Norwegian knitting patterns conjure images of cozy nights by the fireside. It’s easy to see why: Freezing Norwegian winters are not for the faint of heart. But we have a feeling you’ll feel so cozy wrapped up in these projects that you’ll want to keep them on all year long.
Traditional Norwegian knitting patterns use stranded knitting to create two-color designs with floating strands that help add an extra layer of warmth. Today, knitters combine those traditional designs with modern, updated styles to create accessories and garments that pay tribute to Norway without compromising any of the warmth.
Get cozy and put your stranded colorwork skills to the test with these Norwegian knitting patterns that pair perfectly with your favorite cup of steaming hot chocolate.
Photo via Craftsy member lisa.revheim
Norwegian Heart Fingerless Gloves
The Norwegian heart design is just as much about warmth as it is design. Designer lisa.revheim added her own touches to the classic pattern, following a centuries-long cultural tradition in the process.
Photo via Craftsy instructor Beth Brown-Reinsel
Norwegian Lusekofte Socks
Can you spot all the Norwegian influences in this sock?

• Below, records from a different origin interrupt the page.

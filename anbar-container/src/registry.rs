//! The registration table.
//!
//! Registrations accumulate while the table is open. The first `build`,
//! `build_all`, `has_component` or explicit `finalize` closes it: the graph is
//! verified and the table is committed to the resolution engine as a
//! [`Catalog`]. That transition happens exactly once, under the table's
//! write lock, so no reader ever sees a half-committed table.

use std::collections::{HashMap, HashSet};
use std::fmt;
use std::sync::Arc;

use once_cell::sync::OnceCell;
use parking_lot::RwLock;
use tracing::{debug, info, instrument, warn};

use crate::component::{Component, Dependencies};
use crate::engine::ResolutionEngine;
use crate::error::{AnbarError, Result, UnsatisfiableGraphError};
use crate::graph::{GraphVerifier, Node};
use crate::key::ServiceKey;
use crate::lifestyle::Lifestyle;
use crate::properties::{PropertyKey, PropertySet, PropertyValue};
use crate::resolver::Resolver;
use crate::services::{Caster, Disposer, Erased, Instance, expand};
use crate::settings::{AmbiguityPolicy, ContainerSettings};

/// Builds a fresh instance of a component, properties included.
pub(crate) type Activator = Arc<dyn Fn(&Resolver<'_>) -> Result<Instance> + Send + Sync>;

/// Produces the pre-built instance bound by `register_singleton`.
pub(crate) type Preset = Arc<dyn Fn() -> Erased + Send + Sync>;

/// Index of a component in the registration table.
#[derive(Debug, Clone, Copy, PartialEq, Eq, Hash)]
pub struct ComponentId(pub(crate) usize);

#[derive(Debug, Clone, Copy, PartialEq, Eq)]
pub(crate) enum Origin {
    /// Constructed through [`Component::construct`]; deduplicated by type.
    Type,
    /// Produced by a registered closure; every registration is distinct.
    Factory,
}
#[test]
fn explicit_service_property_beats_autowiring() {
    let container = Container::new();
    let pinned: Arc<dyn ILogger> = Arc::new(AuditLogger);
    container
        .configure::<Logger>(Lifestyle::Singleton)
        .unwrap()
        .configure::<Reporter>(Lifestyle::Transient)
        .unwrap()
        .configure_property::<Reporter, Arc<dyn ILogger>>("Logger", pinned.clone())
        .unwrap();

    let reporter = container.build::<Reporter>().unwrap();
    assert_eq!(reporter.logger.as_ref().map(address), Some(address(&pinned)));
}

#[test]
fn registered_singleton_is_returned_verbatim() {
    let container = Container::new();
    let logger: Arc<dyn ILogger> = Arc::new(Logger {
        level: String::from("Warn"),
    });
    container.register_singleton::<dyn ILogger>(logger.clone()).unwrap();

    let built = container.build::<dyn ILogger>().unwrap();
    assert!(Arc::ptr_eq(&built, &logger));
    assert_eq!(built.log("disk"), "[Warn] disk");
}

#[test]
fn factory_is_lazy_and_follows_its_lifestyle() {
    let calls = Arc::new(AtomicUsize::new(0));
    let counter = calls.clone();
    let container = Container::new();
    container
        .configure_factory::<dyn IHandler, _>(Lifestyle::Transient, move |_: &Resolver<'_>| {
            counter.fetch_add(1, Ordering::SeqCst);
            Ok(Arc::new(ServiceA) as Arc<dyn IHandler>)
        })
        .unwrap();

    container.finalize().unwrap();
    assert_eq!(calls.load(Ordering::SeqCst), 0);

    container.build::<dyn IHandler>().unwrap();
    container.build::<dyn IHandler>().unwrap();
    assert_eq!(calls.load(Ordering::SeqCst), 2);
}

#[test]
fn unregistered_identity_fails_and_is_reported_absent() {
    let container = Container::new();
    container.configure::<ServiceA>(Lifestyle::Transient).unwrap();

    assert!(matches!(
        container.build::<dyn ILogger>(),
        Err(AnbarError::NotRegistered(_))
    ));
    assert!(!container.has_component::<dyn ILogger>());
    assert!(container.build_all::<dyn ILogger>().unwrap().is_empty());
}

#[test]
fn missing_constructor_dependency_fails_finalize() {
    let container = Container::new();
    container.configure::<Dispatcher>(Lifestyle::Transient).unwrap();

    match container.finalize() {
        Err(AnbarError::UnsatisfiableGraph(UnsatisfiableGraphError::Missing {
            component,
            dependency,
        })) => {
            assert_eq!(component, ServiceKey::of::<Dispatcher>());
            assert_eq!(dependency, ServiceKey::of::<dyn ILogger>());
        }
        other => panic!("expected a missing dependency, got {other:?}"),
    }
}

#[test]
fn dependency_cycle_fails_finalize() {
    let container = Container::new();
    container
        .configure::<Ping>(Lifestyle::Transient)
        .unwrap()
        .configure::<Pong>(Lifestyle::Transient)
        .unwrap();

    assert!(matches!(
        container.finalize(),
        Err(AnbarError::UnsatisfiableGraph(UnsatisfiableGraphError::Cycle { .. }))
    ));
}
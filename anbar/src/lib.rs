//! # Anbar: a dependency injection container for Rust
//!
//! Register concrete components under every interface they implement,
//! resolve them by lifestyle (transient, singleton, scoped to a unit of
//! work), and tear scopes down deterministically.
//!
//! ```rust
//! use anbar::prelude::*;
//!
//! struct Config {
//!     url: String,
//! }
//! impl Component for Config {
//!     fn construct(_: &Resolver<'_>) -> Result<Self> {
//!         Ok(Config { url: "memory://".into() })
//!     }
//! }
//!
//! let container = Container::new();
//! container.configure::<Config>(Lifestyle::Singleton).unwrap();
//! assert_eq!(container.build::<Config>().unwrap().url, "memory://");
//! ```

pub use anbar_container::*;
pub use anbar_support::*;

Perhaps the most obvious is the single-stitch color change known as lice. You can see the lice here as the white stitches on the foot of the sock. The star motif on the heel is a sweet little extra in this pattern.
Photo via Craftsy member knottygnome
There are a couple of Norwegian traditions at work here: the lice pattern on the hat body, plus the two-color Norwegian star pattern near the brim. The pompom is totally optional, but it certainly contributes to the snowy, Scandinavian look.

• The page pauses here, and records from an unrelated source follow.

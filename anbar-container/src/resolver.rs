//! The resolution handle given to constructors and factories.

use std::any::type_name;
use std::fmt;
use std::sync::Arc;

use crate::engine::ResolutionEngine;
use crate::error::{AnbarError, Result};
use crate::key::ServiceKey;
use crate::properties::{PropertyKey, PropertyValue};
use crate::registry::Catalog;
use crate::scope::LifetimeScope;
use crate::services::Erased;

/// Resolves dependencies on behalf of a component being constructed.
///
/// A resolver is bound to the scope the construction happens in, so scoped
/// dependencies come from that scope. Singletons are always constructed
/// against the root scope.
///
/// ```rust,ignore
/// impl Component for OrderService {
///     fn construct(resolver: &Resolver<'_>) -> Result<Self> {
///         Ok(OrderService {
///             repository: resolver.resolve::<dyn OrderRepository>()?,
///             handlers: resolver.resolve_all::<dyn OrderHandler>()?,
///         })
///     }
/// }
/// ```
pub struct Resolver<'a> {
    engine: &'a dyn ResolutionEngine,
    catalog: &'a Catalog,
    scope: &'a Arc<LifetimeScope>,
}

impl<'a> Resolver<'a> {
    /// Binds a resolver to an engine, its committed catalog and a scope.
    pub fn new(
        engine: &'a dyn ResolutionEngine,
        catalog: &'a Catalog,
        scope: &'a Arc<LifetimeScope>,
    ) -> Self {
        Self {
            engine,
            catalog,
            scope,
        }
    }

    /// Resolves a single `T`, applying its lifestyle.
    pub fn resolve<T: ?Sized + Send + Sync + 'static>(&self) -> Result<Arc<T>> {
        let key = ServiceKey::of::<T>();
        let erased = self.engine.resolve(self.scope, &key)?;
        downcast::<T>(key, erased)
    }

    /// Resolves every registered `T`, in registration order.
    pub fn resolve_all<T: ?Sized + Send + Sync + 'static>(&self) -> Result<Vec<Arc<T>>> {
        let key = ServiceKey::of::<T>();
        self.engine
            .resolve_all(self.scope, &key)?
            .into_iter()
            .map(|erased| downcast::<T>(key, erased))
            .collect()
    }

    /// Whether anything is registered for `T`.
    pub fn has<T: ?Sized + 'static>(&self) -> bool {
        self.has_key(&ServiceKey::of::<T>())
    }

    pub fn has_key(&self, key: &ServiceKey) -> bool {
        self.catalog.contains(key)
    }

    /// The scope construction happens in.
    pub fn scope(&self) -> &Arc<LifetimeScope> {
        self.scope
    }

    pub(crate) fn property_binding(&self, key: &PropertyKey) -> Option<&PropertyValue> {
        self.catalog.property(key)
    }
}

impl fmt::Debug for Resolver<'_> {
    fn fmt(&self, f: &mut fmt::Formatter<'_>) -> fmt::Result {
        f.debug_struct("Resolver")
            .field("scope", &self.scope.id())
            .field("depth", &self.scope.depth())
            .finish()
    }
}

/// Unwraps an engine result into the `Arc<T>` it must contain.
pub(crate) fn downcast<T: ?Sized + Send + Sync + 'static>(
    key: ServiceKey,
    erased: Erased,
) -> Result<Arc<T>> {
    erased
        .downcast::<Arc<T>>()
        .map(|boxed| *boxed)
        .map_err(|_| AnbarError::ConstructionFailed {
            key,
            source: format!("Type mismatch: expected Arc<{}>", type_name::<T>()).into(),
        })
}
//! Dependency graph verification.
//!
//! Runs once, when the registration table is finalized:
//! - every declared dependency must have a provider
//! - declared dependencies must not form a cycle
//!
//! Autowired properties are optional edges: a missing provider is fine,
//! but a loop through them is still a cycle.
//!
//! Failing here means failing at startup instead of on some later `build`.

use std::collections::{HashMap, HashSet};

use tracing::{debug, instrument, warn};

use crate::error::UnsatisfiableGraphError;
use crate::key::ServiceKey;

/// A component as the verifier sees it.
#[derive(Debug, Clone)]
pub(crate) struct Node {
    pub implementation: ServiceKey,
    pub dependencies: Vec<ServiceKey>,
    /// Services filled in after construction, when registered.
    pub optional: Vec<ServiceKey>,
}

/// Depth-first walk over components, following each dependency to every
/// component that could provide it.
pub(crate) struct GraphVerifier<'a> {
    nodes: &'a [Node],
    /// Service key → indices of nodes providing it.
    providers: &'a HashMap<ServiceKey, Vec<usize>>,
    /// Services bound to pre-built instances: satisfied, no outgoing edges.
    presets: &'a HashSet<ServiceKey>,
    visiting: HashSet<usize>,
    verified: HashSet<usize>,
    path: Vec<usize>,
}

impl<'a> GraphVerifier<'a> {
    pub fn new(
        nodes: &'a [Node],
        providers: &'a HashMap<ServiceKey, Vec<usize>>,
        presets: &'a HashSet<ServiceKey>,
    ) -> Self {
        Self {
            nodes,
            providers,
            presets,
            visiting: HashSet::new(),
            verified: HashSet::new(),
            path: Vec::new(),
        }
    }

    #[instrument(skip(self), name = "graph_verification")]
    pub fn verify(&mut self) -> Result<(), UnsatisfiableGraphError> {
        debug!(components = self.nodes.len(), "Verifying dependency graph");

        for index in 0..self.nodes.len() {
            self.visit(index)?;
        }

        debug!("Dependency graph verified ✓");
        Ok(())
    }

    fn visit(&mut self, index: usize) -> Result<(), UnsatisfiableGraphError> {
        if self.verified.contains(&index) {
            return Ok(());
        }

        let nodes = self.nodes;
        let node = &nodes[index];

        if self.visiting.contains(&index) {
            let start = self.path.iter().position(|&i| i == index).unwrap_or(0);
            let mut chain: Vec<ServiceKey> = self.path[start..]
                .iter()
                .map(|&i| nodes[i].implementation)
                .collect();
            chain.push(node.implementation);

            warn!(cycle = ?chain, "Circular dependency detected");
            return Err(UnsatisfiableGraphError::Cycle { chain });
        }

        self.visiting.insert(index);
        self.path.push(index);

        for dependency in &node.dependencies {
            if self.presets.contains(dependency) {
                continue;
            }

            let providers = self.providers;
            let Some(candidates) = providers.get(dependency) else {
                warn!(component = %node.implementation, dependency = %dependency, "Missing dependency");
                return Err(UnsatisfiableGraphError::Missing {
                    component: node.implementation,
                    dependency: *dependency,
                });
            };

            for &candidate in candidates {
                self.visit(candidate)?;
            }
        }

        for service in &node.optional {
            if self.presets.contains(service) {
                continue;
            }
            let providers = self.providers;
            for &candidate in providers.get(service).into_iter().flatten() {
                self.visit(candidate)?;
            }
        }

        self.path.pop();
        self.visiting.remove(&index);
        self.verified.insert(index);
        Ok(())
    }
}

Photo via Craftsy member Katrine H
Norwegian Woods Sweater
What better place to show off traditional stitches than the yoke? This sweater puts the design front and center. The fit of the sweater is purposely loose and comfortable. It will soon become your favorite sweater!
Photo via Craftsy member Cooperative Press
Doodle Colorwork Fingerless Gloves
We just can’t seem to get enough of that lice stitch, can we? These modern gloves can be knit with or without the fingers. (Hint for beginners: The fingerless version is way easier!) Both versions will give you plenty of colorwork practice.
Photo via Craftsy instructors Kate Gangnon Osborn and Courtney Kelley
The most familiar and traditional Norwegian stitches are those found on Setesdal sweaters. Setesdal sweaters were originally only for men, but clearly that has changed! This hat was inspired by those very Setesdal stitches and designed by Craftsy instructors Kate Gangnon Osborn and Courtney Kelley, the ladies behind the New Directions in Lace: Hats class.